A défaut, certains finissent par craquer et jeter l’éponge. Selon un ingénieur, «beaucoup de salariés affectés au travail de nuit demandent avec insistance leur réaffectation au bout de deux ans». Dans la pratique, les entreprises veillent à ne pas en arriver à cette extrêmité.
«De manière générale, les plannings sont établis de sorte que chacun puisse se reposer correctement et mêmer mener une vie normale», explique le DRH d’une entreprise de sécurité. Pour lui, il n’est pas question dans son entreprise de faire travailler de nuit un agent pendant deux semaines de suite.
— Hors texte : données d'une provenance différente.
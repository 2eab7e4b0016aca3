use std::fmt;

use crate::api::types::GameStatus;
use crate::bridge::snapshot::{LayoutSnapshot, RoundSummary, SessionSnapshot};
use crate::core::fetch::{CandidateBatch, FetchRequest};
use crate::core::session::{RoundConfig, Session};
use crate::core::timer::RoundTimer;
use crate::input::queue::{Command, CommandQueue};
use crate::layout::config::LayoutConfig;
use crate::layout::engine::LayoutEngine;
use crate::layout::node::LayoutFrame;

/// Why a word-source fetch failed. All failures are recovered locally
/// (placeholder candidates, neutral proximity); none are fatal.
#[derive(Debug)]
pub enum SourceError {
    /// The source could not be reached or answered with an error status.
    Unavailable(String),
    /// The source rejected the word or session.
    InvalidWord(String),
}

impl fmt::Display for SourceError {
    fn fmt(&self, f: &mut fmt::Formatter<'_>) -> fmt::Result {
        match self {
            SourceError::Unavailable(msg) => write!(f, "word source unavailable: {}", msg),
            SourceError::InvalidWord(word) => write!(f, "word source rejected '{}'", word),
        }
    }
}

impl std::error::Error for SourceError {}

/// The external lexical collaborator: categorized candidates for a word and
/// a similarity signal against the session's target. Consumed, not
/// implemented, by the engine; the web bridge leaves the actual fetching to
/// JavaScript and only routes tagged results back in.
pub trait WordSource {
    fn fetch_candidates(&mut self, word: &str) -> Result<CandidateBatch, SourceError>;
    fn fetch_similarity(&mut self, word: &str, session_id: &str) -> Result<f32, SourceError>;
}

/// Owns one round end to end: the session state machine, the layout engine
/// with its position memory, the round clock, and the command queue. Every
/// mutation recomputes the cached layout frame so the presentation layer
/// always reads a consistent snapshot pair.
pub struct Engine {
    session: Session,
    layout: LayoutEngine,
    timer: RoundTimer,
    commands: CommandQueue,
    frame: LayoutFrame,
}

impl Engine {
    /// Start a round with default layout policy. Returns the engine and the
    /// implicit candidate fetch for the start word.
    pub fn start(round: RoundConfig) -> (Self, FetchRequest) {
        Self::with_layout_config(round, LayoutConfig::default())
    }

    pub fn with_layout_config(round: RoundConfig, config: LayoutConfig) -> (Self, FetchRequest) {
        log::info!(
            "starting round {}: '{}' -> '{}'",
            round.session_id,
            round.start_word,
            round.target_word
        );
        let (session, request) = Session::start(round);
        let mut layout = LayoutEngine::new(config);
        let frame = layout.compute(&session);
        (
            Self {
                session,
                layout,
                timer: RoundTimer::new(),
                commands: CommandQueue::new(),
                frame,
            },
            request,
        )
    }

    // -- Commands --

    pub fn push_command(&mut self, command: Command) {
        self.commands.push(command);
    }

    /// Drain and apply all queued commands. Returns the fetches the accepted
    /// transitions issued, in order; rejected commands issue nothing.
    pub fn process_commands(&mut self) -> Vec<FetchRequest> {
        let mut requests = Vec::new();
        for command in self.commands.drain() {
            if let Some(request) = self.handle(command) {
                requests.push(request);
            }
        }
        requests
    }

    /// Apply a single command immediately.
    pub fn handle(&mut self, command: Command) -> Option<FetchRequest> {
        let request = match command {
            Command::Select { word } => self.session.select_word(&word),
            Command::Revert { index, word } => self.session.revert_to(&word, index),
            Command::Quit => {
                self.session.quit();
                None
            }
        };
        self.recompute();
        request
    }

    // -- Fetch results (tagged; stale tags are dropped by the session) --

    pub fn apply_candidates(&mut self, seq: u64, batch: CandidateBatch) -> bool {
        let applied = self.session.apply_candidates(seq, batch);
        if applied {
            self.recompute();
        }
        applied
    }

    pub fn candidates_failed(&mut self, seq: u64) -> bool {
        let applied = self.session.candidates_failed(seq);
        if applied {
            self.recompute();
        }
        applied
    }

    pub fn apply_similarity(&mut self, seq: u64, value: f32) -> bool {
        self.session.apply_similarity(seq, value)
    }

    pub fn similarity_failed(&mut self, seq: u64) -> bool {
        self.session.similarity_failed(seq)
    }

    /// Drive a synchronous word source through one request: fetch candidates
    /// and similarity, mapping failures to their local recoveries.
    pub fn resolve_with<S: WordSource>(&mut self, source: &mut S, request: &FetchRequest) {
        match source.fetch_candidates(&request.word) {
            Ok(batch) => {
                self.apply_candidates(request.seq, batch);
            }
            Err(err) => {
                log::warn!("candidate fetch for '{}' failed: {}", request.word, err);
                self.candidates_failed(request.seq);
            }
        }
        let session_id = self.session.session_id().to_string();
        match source.fetch_similarity(&request.word, &session_id) {
            Ok(value) => {
                self.apply_similarity(request.seq, value);
            }
            Err(err) => {
                log::warn!("similarity fetch for '{}' failed: {}", request.word, err);
                self.similarity_failed(request.seq);
            }
        }
    }

    /// Advance the round clock. The clock only runs while the round is in
    /// progress, so won/quit rounds report the time they actually took.
    pub fn tick(&mut self, dt: f32) {
        if self.session.status() == GameStatus::InProgress {
            self.timer.tick(dt);
        }
    }

    // -- Read-only views --

    pub fn session(&self) -> &Session {
        &self.session
    }

    pub fn frame(&self) -> &LayoutFrame {
        &self.frame
    }

    pub fn layout_config(&self) -> &LayoutConfig {
        self.layout.config()
    }

    pub fn elapsed_seconds(&self) -> u32 {
        self.timer.seconds()
    }

    pub fn snapshot(&self) -> SessionSnapshot {
        SessionSnapshot::of(&self.session, &self.timer)
    }

    pub fn layout_snapshot(&self) -> LayoutSnapshot {
        LayoutSnapshot::of(&self.frame)
    }

    /// End-of-round record for the reporting collaborator.
    pub fn summary(&self) -> RoundSummary {
        RoundSummary::of(&self.session, self.timer.seconds())
    }

    fn recompute(&mut self) {
        self.frame = self.layout.compute(&self.session);
    }
}
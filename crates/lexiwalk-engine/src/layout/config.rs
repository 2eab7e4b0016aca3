/// Tunable layout policy, in world units (pixels at 1:1 zoom).
/// Fixed defaults; none of these are derived from candidate count or canvas
/// size, so the layout is deterministic for a given history of inputs.
#[derive(Debug, Clone)]
pub struct LayoutConfig {
    /// Minimum center-to-center distance between any two displayed nodes.
    pub min_separation: f32,
    /// Maximum candidates per radius ring within one sector.
    pub ring_capacity: usize,
    /// Radius of the innermost candidate ring around the current word.
    pub base_radius: f32,
    /// Radius increment per overflow ring.
    pub ring_gap: f32,
    /// Horizontal spacing of the default path progression.
    pub path_spacing: f32,
    /// Vertical coordinate of the default path progression.
    pub path_y: f32,
    /// Collision search gives up after this many attempts and accepts the
    /// last position tried, even if it still overlaps.
    pub collision_attempts: u32,
    /// Radial growth per collision attempt.
    pub collision_radial_step: f32,
    /// Angular swing growth per pair of collision attempts, in radians.
    pub collision_angle_step: f32,
}

impl Default for LayoutConfig {
    fn default() -> Self {
        Self {
            min_separation: 50.0,
            ring_capacity: 4,
            base_radius: 170.0,
            ring_gap: 80.0,
            path_spacing: 150.0,
            path_y: 0.0,
            collision_attempts: 24,
            collision_radial_step: 18.0,
            collision_angle_step: 0.22,
        }
    }
}
impl Session {
    /// Start a new round. Returns the session together with the implicit
    /// candidate fetch for the start word.
    pub fn start(config: RoundConfig) -> (Self, FetchRequest) {
        let RoundConfig {
            session_id,
            player_name,
            start_word,
            target_word,
        } = config;
        let mut session = Self {
            session_id,
            player_name,
            path: vec![start_word.clone()],
            target_word,
            candidates: Vec::new(),
            proximity: NEUTRAL_PROXIMITY,
            move_count: 0,
            status: GameStatus::InProgress,
            loading: false,
            fetch_seq: 0,
            fetch_word: String::new(),
        };
        let request = session.issue_fetch(&start_word);
        (session, request)
    }

    // -- Accessors --

    pub fn session_id(&self) -> &str {
        &self.session_id
    }

    pub fn player_name(&self) -> &str {
        &self.player_name
    }

    pub fn path(&self) -> &[String] {
        &self.path
    }

    /// Always the last path entry; the path is never empty.
    pub fn current_word(&self) -> &str {
        self.path.last().expect("path is never empty")
    }

    pub fn target_word(&self) -> &str {
        &self.target_word
    }

    pub fn candidates(&self) -> &[Candidate] {
        &self.candidates
    }

    pub fn proximity(&self) -> f32 {
        self.proximity
    }

    pub fn move_count(&self) -> u32 {
        self.move_count
    }

    pub fn status(&self) -> GameStatus {
        self.status
    }

    pub fn is_loading(&self) -> bool {
        self.loading
    }

    // -- Transitions --

    /// Player clicked a candidate. Returns the follow-up fetch, or `None`
    /// when the click was rejected or the round was won.
    pub fn select_word(&mut self, word: &str) -> Option<FetchRequest> {
        if self.status != GameStatus::InProgress {
            log::debug!("select '{}' ignored: round is over", word);
            return None;
        }
        if is_placeholder(word) || words_match(word, self.current_word()) {
            return None;
        }

        self.path.push(word.to_string());
        self.move_count += 1;

        if words_match(word, &self.target_word) {
            self.status = GameStatus::Won;
            // No fetch will answer for the target word; don't leave the
            // presentation spinning.
            self.loading = false;
            log::info!("round won in {} moves", self.move_count);
            return None;
        }
        Some(self.issue_fetch(word))
    }

    /// Player clicked a node earlier on the path. Valid only for a strict
    /// prefix position whose word matches; truncates the path, un-wins or
    /// un-quits the round, and refetches candidates for the revert target.
    pub fn revert_to(&mut self, word: &str, index: usize) -> Option<FetchRequest> {
        if index + 1 >= self.path.len() {
            return None;
        }
        if !words_match(&self.path[index], word) {
            return None;
        }

        self.path.truncate(index + 1);
        self.status = GameStatus::InProgress;
        self.move_count += 1;
        let target = self.current_word().to_string();
        Some(self.issue_fetch(&target))
    }

    /// Player abandoned the round. Path and move count are left as-is so the
    /// end-of-round report can still show them.
    pub fn quit(&mut self) {
        self.status = GameStatus::Quit;
        self.loading = false;
    }

    // -- Fetch results --

    /// Apply a candidate response. Returns whether it was applied; stale
    /// responses (tag no longer matches the latest request for the current
    /// word) are dropped.
    pub fn apply_candidates(&mut self, seq: u64, batch: CandidateBatch) -> bool {
        if !self.accepts(seq) {
            return false;
        }
        self.loading = false;
        let candidates = batch.into_candidates();
        self.candidates = if candidates.is_empty() {
            vec![Candidate::placeholder(NO_WORDS_FOUND)]
        } else {
            candidates
        };
        true
    }

    /// Record a failed candidate fetch: the set collapses to a single inert
    /// error entry, everything else is left untouched so the player can
    /// still revert.
    pub fn candidates_failed(&mut self, seq: u64) -> bool {
        if !self.accepts(seq) {
            return false;
        }
        self.loading = false;
        self.candidates = vec![Candidate::placeholder(ERROR_LOADING_WORDS)];
        true
    }

    /// Apply a similarity response, clamped to the canonical scale.
    pub fn apply_similarity(&mut self, seq: u64, value: f32) -> bool {
        if !self.accepts(seq) {
            return false;
        }
        self.proximity = value.clamp(0.0, 1.0);
        true
    }

    /// A failed similarity fetch falls back to the neutral value.
    pub fn similarity_failed(&mut self, seq: u64) -> bool {
        if !self.accepts(seq) {
            return false;
        }
        self.proximity = NEUTRAL_PROXIMITY;
        true
    }

    fn issue_fetch(&mut self, word: &str) -> FetchRequest {
        self.fetch_seq += 1;
        self.fetch_word = word.to_string();
        self.loading = true;
        FetchRequest {
            seq: self.fetch_seq,
            word: word.to_string(),
        }
    }

    /// Ordering guarantee: a result is applied only if it answers the latest
    /// request *and* that request was for the word that is still current.
    /// The word check matters on its own because a winning move issues no
    /// new request, yet must shadow responses for the previous word.
    fn accepts(&self, seq: u64) -> bool {
        if seq != self.fetch_seq {
            log::debug!(
                "dropping stale fetch result (seq {} != latest {})",
                seq,
                self.fetch_seq
            );
            return false;
        }
        if !words_match(&self.fetch_word, self.current_word()) {
            log::debug!(
                "dropping fetch result for '{}': current word is '{}'",
                self.fetch_word,
                self.current_word()
            );
            return false;
        }
        true
    }
}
De plus, les travailleurs de nuit doivent bénéficier d’une surveillance médicale renforcée afin que le médecin du travail puisse apprécier les conséquences éventuelles de la veille sur leur santé et leur sécurité (notamment en raison des modifications des rythmes chronobiologiques) ainsi que les répercussions sur leur vie sociale. Mais rien ne prouve que toutes les entreprises se plient à cette règle. Alors, mieux vaut ne pas abuser de ses forces et se prendre en charge soi-même pour sauvegarder sa santé et son équilibre familial.